Cryptosporidiosis

Cryptosporidiosis remains a threat to the lives of young, malnourished children and immunocompromised people around the world There are currently no vaccines or effective treatments for these patients for cryptosporidiosis Using genetics, proteomics-based techniques, and new culture methods, we are uncovering more about the biology of this important parasite at WCAIR.

Cryptosporidium is a fecal-oral pathogen, spread through contaminated food and water. Its robust shell, called the oocyst wall, protects the parasite from environmental factors including common water treatments like chlorination.

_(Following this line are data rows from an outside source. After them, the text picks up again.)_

//! Template rendering contract.
//!
//! # Contract guarantees (every implementation)
//! - A section appears iff its backing collection is non-empty.
//! - Sections follow `settings.sections_order`, filtered to present
//!   sections; unlisted sections append in the fixed default order.
//!   Multi-column layouts keep the relative order within each column.
//! - Entities within a section are sorted by `order`, ties by position.
//! - Date ranges come from the shared formatter (`"Jan 2020 - Present"`).
//! - Missing optional fields are omitted — no placeholders.
//! - Every renderable non-empty field appears somewhere in the output.
//!
//! `render` is pure and deterministic for a given `(cv, options)` pair; the
//! only time-like output is the stable `"Present"` label.

use serde::{Deserialize, Serialize};

use crate::models::cv::Cv;
use crate::models::settings::TemplateId;
use crate::render::templates::{ClassicTemplate, CreativeTemplate, ModernTemplate};
use crate::render::tree::RenderTree;

/// Render-time options passed by the caller, distinct from the CV's own
/// stored settings.
#[derive(Debug, Clone, Copy, PartialEq, Eq, Serialize, Deserialize)]
pub struct RenderOptions {
    /// Photo inclusion is a caller choice (e.g. anonymized exports).
    pub include_photo: bool,
}

impl Default for RenderOptions {
    fn default() -> Self {
        RenderOptions {
            include_photo: true,
        }
    }
}

/// The contract every concrete template satisfies. Implementations are
/// stateless unit structs registered in `template_for`.
pub trait Template: Sync {
    fn id(&self) -> TemplateId;
    fn name(&self) -> &'static str;
    fn render(&self, cv: &Cv, options: &RenderOptions) -> RenderTree;
}

/// Registry keyed by template id. Adding a template means one new
/// implementation plus one match arm — nothing else changes.
pub fn template_for(id: TemplateId) -> &'static dyn Template {
    match id {
        TemplateId::Modern => &ModernTemplate,
        TemplateId::Classic => &ClassicTemplate,
        TemplateId::Creative => &CreativeTemplate,
    }
}

/// All registered templates, for pickers and conformance tests.
pub fn all_templates() -> [&'static dyn Template; 3] {
    [&ModernTemplate, &ClassicTemplate, &CreativeTemplate]
}

/// Renders a CV with the template selected in its settings.
pub fn render(cv: &Cv, options: &RenderOptions) -> RenderTree {
    template_for(cv.settings.template).render(cv, options)
}
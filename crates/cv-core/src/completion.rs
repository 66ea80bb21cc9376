//! Completion engine — derives a 0–100 completion percentage and the list of
//! unmet required signals from a CV snapshot.
//!
//! The checklist is a fixed weighted signal table. Every predicate is
//! monotone in field-filling: adding previously-missing content can only
//! satisfy more signals, never fewer, so the percentage never drops when a
//! gap is filled.
//!
//! The percentage is informational. Export is gated by `validate_cv` alone —
//! a checklist-complete CV can still carry a cross-field violation.

use serde::{Deserialize, Serialize};

use crate::models::cv::Cv;
use crate::validation::primitives::{is_valid_email, normalize_opt};

/// Output of `compute_completion`, consumed by the progress UI.
#[derive(Debug, Clone, PartialEq, Serialize, Deserialize)]
pub struct CompletionReport {
    /// Satisfied weight over total weight, rounded, clamped to [0, 100].
    pub percentage: u8,
    /// Human-readable labels of unmet *required* signals only.
    pub required_remaining: Vec<String>,
}

struct CompletionSignal {
    #[allow(dead_code)]
    key: &'static str,
    /// Imperative label shown in the "complete these items" list.
    label: &'static str,
    weight: f64,
    /// Required signals block the minimal-completion UI; optional ones only
    /// add weight.
    required: bool,
    satisfied: fn(&Cv) -> bool,
}

/// The fixed checklist. Weights sum to 100 but the computation divides by the
/// actual total, so the table can be re-balanced without touching the math.
const SIGNALS: &[CompletionSignal] = &[
    CompletionSignal {
        key: "personal_name",
        label: "Add your first and last name",
        weight: 15.0,
        required: true,
        satisfied: has_name,
    },
    CompletionSignal {
        key: "personal_email",
        label: "Add a contactable email address",
        weight: 10.0,
        required: true,
        satisfied: has_email,
    },
    CompletionSignal {
        key: "personal_title",
        label: "Add a professional headline",
        weight: 5.0,
        required: false,
        satisfied: has_title,
    },
    CompletionSignal {
        key: "personal_summary",
        label: "Write a short professional summary",
        weight: 10.0,
        required: false,
        satisfied: has_summary,
    },
    CompletionSignal {
        key: "contact_details",
        label: "Add a phone number, location, or profile link",
        weight: 3.0,
        required: false,
        satisfied: has_contact_details,
    },
    CompletionSignal {
        key: "experience_any",
        label: "Add at least one work experience entry",
        weight: 20.0,
        required: true,
        satisfied: has_experience,
    },
    CompletionSignal {
        key: "experience_detail",
        label: "Describe an experience entry or list achievements",
        weight: 5.0,
        required: false,
        satisfied: has_experience_detail,
    },
    CompletionSignal {
        key: "education_any",
        label: "Add an education entry",
        weight: 10.0,
        required: false,
        satisfied: has_education,
    },
    CompletionSignal {
        key: "skills_three",
        label: "List at least three skills",
        weight: 10.0,
        required: false,
        satisfied: has_three_skills,
    },
    CompletionSignal {
        key: "projects_any",
        label: "Add a project",
        weight: 5.0,
        required: false,
        satisfied: has_projects,
    },
    CompletionSignal {
        key: "languages_any",
        label: "Add a language",
        weight: 3.0,
        required: false,
        satisfied: has_languages,
    },
    CompletionSignal {
        key: "extras_any",
        label: "Add a certification, award, publication, or volunteer entry",
        weight: 4.0,
        required: false,
        satisfied: has_extras,
    },
];

/// Derives completion progress from a CV snapshot. Pure — never mutates.
pub fn compute_completion(cv: &Cv) -> CompletionReport {
    let total_weight: f64 = SIGNALS.iter().map(|s| s.weight).sum();
    let mut satisfied_weight = 0.0;
    let mut required_remaining = Vec::new();

    for signal in SIGNALS {
        if (signal.satisfied)(cv) {
            satisfied_weight += signal.weight;
        } else if signal.required {
            required_remaining.push(signal.label.to_string());
        }
    }

    let percentage = if total_weight > 0.0 {
        (satisfied_weight / total_weight * 100.0).round().clamp(0.0, 100.0) as u8
    } else {
        0
    };

    CompletionReport {
        percentage,
        required_remaining,
    }
}

// ────────────────────────────────────────────────────────────────────────────
// Signal predicates
// ────────────────────────────────────────────────────────────────────────────

fn has_name(cv: &Cv) -> bool {
    !cv.personal_info.first_name.trim().is_empty() && !cv.personal_info.last_name.trim().is_empty()
}

fn has_email(cv: &Cv) -> bool {
    is_valid_email(&cv.personal_info.email)
}

fn has_title(cv: &Cv) -> bool {
    normalize_opt(&cv.personal_info.title).is_some()
}

fn has_summary(cv: &Cv) -> bool {
    normalize_opt(&cv.personal_info.summary).is_some()
}

fn has_contact_details(cv: &Cv) -> bool {
    let p = &cv.personal_info;
    [&p.phone, &p.location, &p.website, &p.linkedin, &p.github]
        .into_iter()
        .any(|f| normalize_opt(f).is_some())
}

fn has_experience(cv: &Cv) -> bool {
    !cv.experience.is_empty()
}

fn has_experience_detail(cv: &Cv) -> bool {
    cv.experience.iter().any(|e| {
        normalize_opt(&e.description).is_some()
            || e.achievements.iter().any(|a| !a.trim().is_empty())
    })
}

fn has_education(cv: &Cv) -> bool {
    !cv.education.is_empty()
}

fn has_three_skills(cv: &Cv) -> bool {
    cv.skills.len() >= 3
}

fn has_projects(cv: &Cv) -> bool {
    !cv.projects.is_empty()
}

fn has_languages(cv: &Cv) -> bool {
    !cv.languages.is_empty()
}

fn has_extras(cv: &Cv) -> bool {
    !cv.certifications.is_empty()
        || !cv.awards.is_empty()
        || !cv.publications.is_empty()
        || !cv.volunteer.is_empty()
}

#[cfg(test)]
mod tests {
    use super::*;
    use crate::fixtures::{minimal_cv, sample_cv, scenario_cv};
    use crate::models::entities::Experience;

    #[test]
    fn test_empty_cv_scores_zero_with_all_required_remaining() {
        let report = compute_completion(&minimal_cv());
        assert_eq!(report.percentage, 0);
        assert_eq!(
            report.required_remaining,
            vec![
                "Add your first and last name",
                "Add a contactable email address",
                "Add at least one work experience entry",
            ]
        );
    }

    #[test]
    fn test_sample_cv_scores_full() {
        let report = compute_completion(&sample_cv());
        assert_eq!(report.percentage, 100, "fixture satisfies every signal");
        assert!(report.required_remaining.is_empty());
    }

    #[test]
    fn test_scenario_personal_plus_current_experience() {
        // Personal info filled, one current experience, no education/skills:
        // all required signals satisfied, optional ones partially.
        let report = compute_completion(&scenario_cv());
        assert!(report.required_remaining.is_empty());
        assert!(report.percentage > 0 && report.percentage < 100);
    }

    #[test]
    fn test_percentage_is_informational_not_validity() {
        // A checklist-complete CV can still be export-blocked: break a date
        // order after the checklist is satisfied.
        let mut cv = sample_cv();
        cv.experience[0].current = false;
        cv.experience[0].start_date = "2022-06".to_string();
        cv.experience[0].end_date = Some("2020-01".to_string());
        assert_eq!(compute_completion(&cv).percentage, 100);
        assert!(!crate::validation::validate_cv(&cv).is_valid);
    }

    #[test]
    fn test_filling_required_field_never_decreases_percentage() {
        let mut cv = minimal_cv();
        let before = compute_completion(&cv).percentage;

        cv.personal_info.first_name = "Ada".to_string();
        cv.personal_info.last_name = "Lovelace".to_string();
        let after_name = compute_completion(&cv).percentage;
        assert!(after_name >= before);

        cv.personal_info.email = "ada@example.com".to_string();
        let after_email = compute_completion(&cv).percentage;
        assert!(after_email >= after_name);

        cv.experience.push(Experience {
            id: "e1".to_string(),
            company: "Analytical Engines Ltd".to_string(),
            position: "Programmer".to_string(),
            start_date: "1843-01".to_string(),
            current: true,
            ..Default::default()
        });
        let after_exp = compute_completion(&cv).percentage;
        assert!(after_exp >= after_email);
    }

    #[test]
    fn test_required_remaining_shrinks_as_signals_fill() {
        let mut cv = minimal_cv();
        assert_eq!(compute_completion(&cv).required_remaining.len(), 3);
        cv.personal_info.first_name = "Ada".to_string();
        cv.personal_info.last_name = "Lovelace".to_string();
        assert_eq!(compute_completion(&cv).required_remaining.len(), 2);
    }

    #[test]
    fn test_blank_achievements_do_not_count_as_detail() {
        let mut cv = minimal_cv();
        cv.experience.push(Experience {
            achievements: vec!["   ".to_string()],
            ..Default::default()
        });
        assert!(!has_experience_detail(&cv));
    }

    #[test]
    fn test_signal_weights_total_100() {
        let total: f64 = SIGNALS.iter().map(|s| s.weight).sum();
        assert!((total - 100.0).abs() < 1e-9, "weights sum to {total}");
    }

    mod properties {
        use super::*;
        use crate::fixtures::arb_cv;
        use proptest::prelude::*;

        proptest! {
            #![proptest_config(ProptestConfig::with_cases(32))]

            #[test]
            fn prop_filling_identity_never_decreases_percentage(cv in arb_cv()) {
                let before = compute_completion(&cv).percentage;
                let mut filled = cv;
                filled.personal_info.first_name = "Ada".to_string();
                filled.personal_info.last_name = "Lovelace".to_string();
                filled.personal_info.email = "ada@example.com".to_string();
                let after = compute_completion(&filled).percentage;
                prop_assert!(after >= before);
            }
        }
    }
}
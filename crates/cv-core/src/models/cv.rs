//! The CV aggregate root.

use chrono::{DateTime, Utc};
use serde::{Deserialize, Serialize};
use uuid::Uuid;

use crate::models::entities::{
    Award, Certification, CustomSection, Education, Experience, Language, PersonalInfo, Project,
    Publication, ReferenceEntry, SectionKey, Skill, Volunteer,
};
use crate::models::settings::{resolve_settings, CvSettings, CvSettingsPatch};

#[derive(Debug, Clone, Copy, Default, PartialEq, Eq, Serialize, Deserialize)]
#[serde(rename_all = "snake_case")]
pub enum CvStatus {
    #[default]
    Draft,
    Active,
    Archived,
    Deleted,
}

/// The aggregate résumé record: identity, lifecycle fields, the singleton
/// personal-info block, the ordered entity collections, and rendering
/// settings.
///
/// A CV that violates document-level invariants is still representable —
/// partial work must survive autosave. Validity is judged on demand by
/// `validation::validate_cv`, never enforced at construction.
#[derive(Debug, Clone, PartialEq, Serialize, Deserialize)]
pub struct Cv {
    pub id: Uuid,
    pub user_id: Uuid,
    pub created_at: DateTime<Utc>,
    pub updated_at: DateTime<Utc>,
    /// Starts at 1, bumped by `touch` on every persisted mutation.
    pub version: i32,
    pub status: CvStatus,
    pub personal_info: PersonalInfo,
    pub experience: Vec<Experience>,
    pub education: Vec<Education>,
    pub skills: Vec<Skill>,
    pub languages: Vec<Language>,
    pub projects: Vec<Project>,
    pub certifications: Vec<Certification>,
    pub awards: Vec<Award>,
    pub publications: Vec<Publication>,
    pub volunteer: Vec<Volunteer>,
    pub references: Vec<ReferenceEntry>,
    pub custom_sections: Vec<CustomSection>,
    pub settings: CvSettings,
}

impl Cv {
    /// Creates an empty draft CV with resolved default settings.
    pub fn new(user_id: Uuid) -> Self {
        Self::with_settings(user_id, CvSettingsPatch::default())
    }

    /// Creates an empty draft CV, merging the given settings patch over the
    /// defaults once — call sites never resolve defaults themselves.
    pub fn with_settings(user_id: Uuid, patch: CvSettingsPatch) -> Self {
        let now = Utc::now();
        Cv {
            id: Uuid::new_v4(),
            user_id,
            created_at: now,
            updated_at: now,
            version: 1,
            status: CvStatus::Draft,
            personal_info: PersonalInfo::default(),
            experience: Vec::new(),
            education: Vec::new(),
            skills: Vec::new(),
            languages: Vec::new(),
            projects: Vec::new(),
            certifications: Vec::new(),
            awards: Vec::new(),
            publications: Vec::new(),
            volunteer: Vec::new(),
            references: Vec::new(),
            custom_sections: Vec::new(),
            settings: resolve_settings(patch),
        }
    }

    /// Records a persisted mutation: bumps `version` and `updated_at`.
    pub fn touch(&mut self) {
        self.version += 1;
        self.updated_at = Utc::now();
    }

    /// Whether the backing collection for a section key holds any entries.
    /// `Unknown` keys report empty — renderers skip them.
    pub fn section_is_populated(&self, key: SectionKey) -> bool {
        match key {
            SectionKey::Experience => !self.experience.is_empty(),
            SectionKey::Education => !self.education.is_empty(),
            SectionKey::Skills => !self.skills.is_empty(),
            SectionKey::Languages => !self.languages.is_empty(),
            SectionKey::Projects => !self.projects.is_empty(),
            SectionKey::Certifications => !self.certifications.is_empty(),
            SectionKey::Awards => !self.awards.is_empty(),
            SectionKey::Publications => !self.publications.is_empty(),
            SectionKey::Volunteer => !self.volunteer.is_empty(),
            SectionKey::References => !self.references.is_empty(),
            SectionKey::CustomSections => !self.custom_sections.is_empty(),
            SectionKey::Unknown => false,
        }
    }
}
//! CV domain core: schemas, completion engine, and the template rendering
//! contract.
//!
//! The crate is the pure heart of a CV builder. The form layer produces
//! immutable [`models::Cv`] snapshots; this crate judges them
//! ([`validation::validate_cv`]), derives progress
//! ([`completion::compute_completion`]), and projects them into
//! interchangeable visual layouts ([`render`]) for preview and export.
//! Nothing here blocks, retries, or mutates shared state — every operation
//! is a synchronous function over the snapshot it is given.
//!
//! Invalid CVs are first-class: partial work must survive autosave, so
//! validation reports rather than rejects, and only the export gate
//! ([`export::prepare_export`]) refuses to proceed.

pub mod completion;
pub mod editor;
pub mod errors;
pub mod export;
pub mod models;
pub mod render;
pub mod validation;

#[cfg(test)]
pub(crate) mod fixtures;

pub use completion::{compute_completion, CompletionReport};
pub use errors::{summarize_blockers, EditError, ExportError, FieldError};
pub use export::{prepare_export, DocumentExporter, ExportRequest};
pub use models::{Cv, CvSettings, CvSettingsPatch, CvStatus, SectionKey, TemplateId};
pub use render::{all_templates, render, template_for, RenderOptions, RenderTree, Template};
pub use validation::{validate_cv, ValidationResult};
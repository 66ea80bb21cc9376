//! Shared formatting helpers. Every template goes through these — date
//! semantics, entity ordering, and section ordering are contract-level
//! behavior, not per-template styling.

use crate::models::entities::{
    LanguageProficiency, SectionEntity, SectionKey, SkillCategory, SkillLevel,
};
use crate::models::settings::{CvSettings, DEFAULT_SECTION_ORDER};
use crate::validation::primitives::parse_cv_date;

/// Formats a raw CV date as `"Jun 2020"`. Blank input yields `None`;
/// unparseable input falls back to the trimmed raw text — a template never
/// shows an empty placeholder or silently drops a date the user typed.
pub fn format_month_year(raw: &str) -> Option<String> {
    let trimmed = raw.trim();
    if trimmed.is_empty() {
        return None;
    }
    match parse_cv_date(trimmed) {
        Some(date) => Some(date.format("%b %Y").to_string()),
        None => Some(trimmed.to_string()),
    }
}

/// The one shared date-range formatter: `"{start} - {end|Present}"`.
/// `current` pins the end label to the literal `"Present"`.
pub fn format_date_range(start: Option<&str>, end: Option<&str>, current: bool) -> Option<String> {
    let start_label = start.and_then(format_month_year);
    let end_label = if current {
        Some("Present".to_string())
    } else {
        end.and_then(format_month_year)
    };

    match (start_label, end_label) {
        (Some(s), Some(e)) => Some(format!("{s} - {e}")),
        (Some(s), None) => Some(s),
        (None, Some(e)) => Some(e),
        (None, None) => None,
    }
}

/// Entities sorted for display: ascending `order`, ties kept in original
/// array position (stable sort).
pub fn by_display_order<T: SectionEntity>(items: &[T]) -> Vec<&T> {
    let mut sorted: Vec<&T> = items.iter().collect();
    sorted.sort_by_key(|e| e.display_order());
    sorted
}

/// Resolves the section emission order: the CV's `sections_order` filtered
/// to known keys and deduplicated, then every remaining known section in the
/// fixed default order.
pub fn ordered_sections(settings: &CvSettings) -> Vec<SectionKey> {
    let mut order: Vec<SectionKey> = Vec::new();
    for key in &settings.sections_order {
        if *key != SectionKey::Unknown && !order.contains(key) {
            order.push(*key);
        }
    }
    for key in DEFAULT_SECTION_ORDER {
        if !order.contains(key) {
            order.push(*key);
        }
    }
    order
}

pub fn section_title(key: SectionKey) -> &'static str {
    match key {
        SectionKey::Experience => "Experience",
        SectionKey::Education => "Education",
        SectionKey::Skills => "Skills",
        SectionKey::Languages => "Languages",
        SectionKey::Projects => "Projects",
        SectionKey::Certifications => "Certifications",
        SectionKey::Awards => "Awards",
        SectionKey::Publications => "Publications",
        SectionKey::Volunteer => "Volunteering",
        SectionKey::References => "References",
        SectionKey::CustomSections => "More",
        SectionKey::Unknown => "",
    }
}

pub fn skill_level_label(level: SkillLevel) -> &'static str {
    match level {
        SkillLevel::Beginner => "Beginner",
        SkillLevel::Intermediate => "Intermediate",
        SkillLevel::Advanced => "Advanced",
        SkillLevel::Expert => "Expert",
    }
}

pub fn skill_category_label(category: SkillCategory) -> &'static str {
    match category {
        SkillCategory::Technical => "Technical",
        SkillCategory::Soft => "Soft skills",
        SkillCategory::Tool => "Tools",
        SkillCategory::Other => "Other",
    }
}

pub fn proficiency_label(proficiency: LanguageProficiency) -> &'static str {
    match proficiency {
        LanguageProficiency::Basic => "Basic",
        LanguageProficiency::Conversational => "Conversational",
        LanguageProficiency::Fluent => "Fluent",
        LanguageProficiency::Native => "Native",
    }
}
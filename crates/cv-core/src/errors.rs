//! Error taxonomy for the CV core.
//!
//! Validation and completion are total — malformed user data is reported as
//! `FieldError` values, never raised. Panics are reserved for programmer
//! errors (contract violations).

use serde::{Deserialize, Serialize};
use thiserror::Error;

/// A single invariant violation, addressed by field path + message.
///
/// Paths are namespaced the way the form renders them, e.g.
/// `experience[2].end_date`, so the UI can point at the exact control.
#[derive(Debug, Clone, PartialEq, Eq, Serialize, Deserialize)]
pub struct FieldError {
    pub path: String,
    pub message: String,
}

impl FieldError {
    pub fn new(path: impl Into<String>, message: impl Into<String>) -> Self {
        FieldError {
            path: path.into(),
            message: message.into(),
        }
    }
}

impl std::fmt::Display for FieldError {
    fn fmt(&self, f: &mut std::fmt::Formatter<'_>) -> std::fmt::Result {
        write!(f, "{}: {}", self.path, self.message)
    }
}

/// Failure modes of document export.
#[derive(Debug, Clone, Error)]
pub enum ExportError {
    /// The CV failed aggregate validation; export stays disabled until the
    /// listed errors are fixed. Completion percentage never overrides this.
    #[error("export blocked by {} validation issue(s)", .0.len())]
    Blocked(Vec<FieldError>),

    /// The external document producer failed. Surfaced to the caller as-is —
    /// no retry logic lives in this core.
    #[error("export backend failed: {0}")]
    Backend(String),
}

/// Failure modes of collection edit operations.
#[derive(Debug, Clone, PartialEq, Eq, Error)]
pub enum EditError {
    #[error("no entry with id '{0}'")]
    UnknownId(String),
}

/// Renders the "complete these items" list shown next to a disabled export
/// button: at most `cap` messages, with an overflow indicator.
pub fn summarize_blockers(errors: &[FieldError], cap: usize) -> Vec<String> {
    let mut summary: Vec<String> = errors.iter().take(cap).map(|e| e.to_string()).collect();
    if errors.len() > cap {
        summary.push(format!("…and {} more", errors.len() - cap));
    }
    summary
}
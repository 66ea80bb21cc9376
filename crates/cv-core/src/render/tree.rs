//! RenderTree — the template-agnostic presentation structure handed to the
//! preview UI and the export collaborator.
//!
//! Templates arrange columns and blocks differently, but the information
//! inside the tree is identical for a given CV: the conformance suite
//! compares trees across templates through the query helpers at the bottom.

use serde::{Deserialize, Serialize};

use crate::models::entities::SectionKey;
use crate::models::settings::{AccentColor, CvSettings, FontSize, Spacing, TemplateId, Theme};

/// Style values resolved from `CvSettings`, carried so the export
/// collaborator never reads settings itself.
#[derive(Debug, Clone, PartialEq, Serialize, Deserialize)]
pub struct ResolvedStyle {
    pub theme: Theme,
    pub accent: AccentColor,
    pub font_size: FontSize,
    pub spacing: Spacing,
}

impl ResolvedStyle {
    pub fn from_settings(settings: &CvSettings) -> Self {
        ResolvedStyle {
            theme: settings.theme,
            accent: settings.accent,
            font_size: settings.font_size,
            spacing: settings.spacing,
        }
    }
}

#[derive(Debug, Clone, Copy, PartialEq, Eq, Serialize, Deserialize)]
#[serde(rename_all = "snake_case")]
pub enum ColumnRole {
    /// Single-column layouts use one full-width column.
    Full,
    Main,
    Sidebar,
}

#[derive(Debug, Clone, Copy, PartialEq, Eq, Serialize, Deserialize)]
#[serde(rename_all = "snake_case")]
pub enum HeaderAlign {
    Left,
    Center,
}

#[derive(Debug, Clone, Copy, PartialEq, Eq, Serialize, Deserialize)]
#[serde(rename_all = "snake_case")]
pub enum ContactKind {
    Email,
    Phone,
    Location,
    Website,
    Linkedin,
    Github,
}

/// One contact line. `icon` is a template-chosen hint (icon name), empty for
/// templates without iconography.
#[derive(Debug, Clone, PartialEq, Serialize, Deserialize)]
pub struct ContactItem {
    pub kind: ContactKind,
    pub value: String,
    pub icon: Option<String>,
}

/// The personal-info block: always present in every rendered tree.
#[derive(Debug, Clone, PartialEq, Serialize, Deserialize)]
pub struct HeaderBlock {
    pub name: String,
    pub headline: Option<String>,
    pub summary: Option<String>,
    pub contacts: Vec<ContactItem>,
    pub photo_url: Option<String>,
    pub align: HeaderAlign,
}

/// A dated, titled entry — experience, education, projects, and the other
/// narrative sections.
#[derive(Debug, Clone, Default, PartialEq, Serialize, Deserialize)]
pub struct TimelineEntry {
    pub heading: String,
    pub subheading: Option<String>,
    /// Produced by the shared date-range formatter only.
    pub date_range: Option<String>,
    pub location: Option<String>,
    pub body: Option<String>,
    pub bullets: Vec<String>,
    pub tags: Vec<String>,
    /// Secondary line (GPA, credential id, field of study).
    pub meta: Option<String>,
    pub link: Option<String>,
}

/// A compact label/detail entry — skills, languages, references.
#[derive(Debug, Clone, Default, PartialEq, Serialize, Deserialize)]
pub struct LabeledEntry {
    pub label: String,
    pub detail: Option<String>,
    pub meta: Option<String>,
}

#[derive(Debug, Clone, PartialEq, Serialize, Deserialize)]
#[serde(rename_all = "snake_case", tag = "kind")]
pub enum SectionEntry {
    Timeline(TimelineEntry),
    Labeled(LabeledEntry),
}

/// A rendered section. Emitted only when its backing collection is
/// non-empty; custom sections produce one block each, all keyed
/// `custom_sections`.
#[derive(Debug, Clone, PartialEq, Serialize, Deserialize)]
pub struct SectionBlock {
    pub key: SectionKey,
    pub title: String,
    pub entries: Vec<SectionEntry>,
    /// Template hint: accent-colored heading.
    pub accented: bool,
    /// Template hint: section icon name.
    pub icon: Option<String>,
}

/// Standalone contact list used by sidebar layouts that pull contacts out of
/// the header.
#[derive(Debug, Clone, PartialEq, Serialize, Deserialize)]
pub struct ContactsBlock {
    pub title: String,
    pub items: Vec<ContactItem>,
}

#[derive(Debug, Clone, PartialEq, Serialize, Deserialize)]
#[serde(rename_all = "snake_case", tag = "block")]
pub enum Block {
    Header(HeaderBlock),
    Section(SectionBlock),
    Contacts(ContactsBlock),
}

#[derive(Debug, Clone, PartialEq, Serialize, Deserialize)]
pub struct Column {
    pub role: ColumnRole,
    /// Fraction of the page width, 0.0–1.0.
    pub width: f32,
    pub blocks: Vec<Block>,
}

/// Root of the rendered document.
#[derive(Debug, Clone, PartialEq, Serialize, Deserialize)]
pub struct RenderTree {
    pub template: TemplateId,
    pub style: ResolvedStyle,
    pub columns: Vec<Column>,
}

impl RenderTree {
    /// Section keys present in the tree, in traversal order (columns, then
    /// blocks). Repeated keys (multiple custom sections) appear once.
    pub fn section_keys(&self) -> Vec<SectionKey> {
        let mut keys = Vec::new();
        for section in self.sections() {
            if !keys.contains(&section.key) {
                keys.push(section.key);
            }
        }
        keys
    }

    /// All section blocks in traversal order.
    pub fn sections(&self) -> impl Iterator<Item = &SectionBlock> {
        self.columns.iter().flat_map(|c| &c.blocks).filter_map(|b| match b {
            Block::Section(s) => Some(s),
            _ => None,
        })
    }

    pub fn find_section(&self, key: SectionKey) -> Option<&SectionBlock> {
        self.sections().find(|s| s.key == key)
    }

    /// The header block. Every conformant template emits exactly one.
    pub fn header(&self) -> Option<&HeaderBlock> {
        self.columns
            .iter()
            .flat_map(|c| &c.blocks)
            .find_map(|b| match b {
                Block::Header(h) => Some(h),
                _ => None,
            })
    }

    /// Every human-visible string in the tree, used by the no-data-loss
    /// conformance checks. Icons and style hints are excluded — they are
    /// presentation, not information.
    pub fn text_content(&self) -> Vec<String> {
        let mut out = Vec::new();
        let mut push_opt = |s: &Option<String>, out: &mut Vec<String>| {
            if let Some(v) = s {
                out.push(v.clone());
            }
        };
        for block in self.columns.iter().flat_map(|c| &c.blocks) {
            match block {
                Block::Header(h) => {
                    out.push(h.name.clone());
                    push_opt(&h.headline, &mut out);
                    push_opt(&h.summary, &mut out);
                    for contact in &h.contacts {
                        out.push(contact.value.clone());
                    }
                }
                Block::Contacts(c) => {
                    out.push(c.title.clone());
                    for contact in &c.items {
                        out.push(contact.value.clone());
                    }
                }
                Block::Section(s) => {
                    out.push(s.title.clone());
                    for entry in &s.entries {
                        match entry {
                            SectionEntry::Timeline(t) => {
                                out.push(t.heading.clone());
                                push_opt(&t.subheading, &mut out);
                                push_opt(&t.date_range, &mut out);
                                push_opt(&t.location, &mut out);
                                push_opt(&t.body, &mut out);
                                push_opt(&t.meta, &mut out);
                                push_opt(&t.link, &mut out);
                                out.extend(t.bullets.iter().cloned());
                                out.extend(t.tags.iter().cloned());
                            }
                            SectionEntry::Labeled(l) => {
                                out.push(l.label.clone());
                                push_opt(&l.detail, &mut out);
                                push_opt(&l.meta, &mut out);
                            }
                        }
                    }
                }
            }
        }
        out
    }
}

Recently, the Pawlowic Lab described the proteome of the oocyst wall Excitingly, this list included for the first time all 9 members of a family of proteins called the Cryptosporidium Oocyst Wall Proteins (COWPs) COWPs are unusual in that every 10–12 amino acid residues is a cysteine. This is fascinating because cysteines can form very strong chemical bonds We think that these bonds could be the critical ingredient that strengthens the parasite’s shell We are using CRISPR/Cas9 to determine which COWPs are required for parasite transmission, and if it is the COWPs cysteines that make the shells so strong.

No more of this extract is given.